Work to be completed >>
From the records below, pull each line that has "output".

....................

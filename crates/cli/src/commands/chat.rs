use std::process::Command;

use anyhow::{bail, Result};
use clap::Args;
use colored::Colorize;
use dialoguer::{theme::ColorfulTheme, Confirm, Input};

use stratus_api::{ApiClient, ApiError, ExecutionMode};
use stratus_core::Config;

use crate::ui;

/// Turn a natural-language request into a shell command
#[derive(Args)]
pub struct ChatCommand {
    /// The request (prompted when omitted)
    prompt: Vec<String>,

    /// Run the generated command after confirmation
    #[arg(long)]
    execute: bool,
}

impl ChatCommand {
    pub async fn run(&self, config: &Config) -> Result<()> {
        let Some(token) = config.api.token.clone() else {
            bail!("not logged in, run 'stratus login' first");
        };

        let user_input = if self.prompt.is_empty() {
            Input::with_theme(&ColorfulTheme::default())
                .with_prompt("What do you want to do?")
                .interact_text()?
        } else {
            self.prompt.join(" ")
        };

        let mode = if self.execute {
            ExecutionMode::Supervised
        } else {
            ExecutionMode::DryRun
        };

        let client = ApiClient::new(config.api.url.clone(), Some(token));
        let pb = ui::spinner("Thinking");
        let response = match client.command(&user_input, mode).await {
            Ok(response) => {
                ui::finish_spinner(&pb, "done");
                response
            }
            Err(e @ ApiError::Unauthorized) => {
                ui::finish_spinner(&pb, "failed");
                ui::print_warning("Your session has expired");
                return Err(e.into());
            }
            Err(e) => {
                ui::finish_spinner(&pb, "failed");
                return Err(e.into());
            }
        };

        println!();
        println!("  {}", response.action.bold());
        println!("  {}", response.explanation.bright_black());
        if response.token_usage.total_tokens > 0 {
            println!(
                "  {}",
                format!("{} tokens", response.token_usage.total_tokens).bright_black()
            );
        }

        if let Some(output) = &response.output {
            println!("\n{output}");
            return Ok(());
        }

        if self.execute {
            let proceed = Confirm::with_theme(&ColorfulTheme::default())
                .with_prompt("Run this command?")
                .default(false)
                .interact()?;
            if !proceed {
                println!("{}", "Skipped.".yellow());
                return Ok(());
            }
            let status = Command::new("sh").arg("-c").arg(&response.action).status()?;
            if !status.success() {
                bail!("command exited with {status}");
            }
        }
        Ok(())
    }
}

....................

Response to this task >>
        if let Some(output) = &response.output {
            println!("\n{output}");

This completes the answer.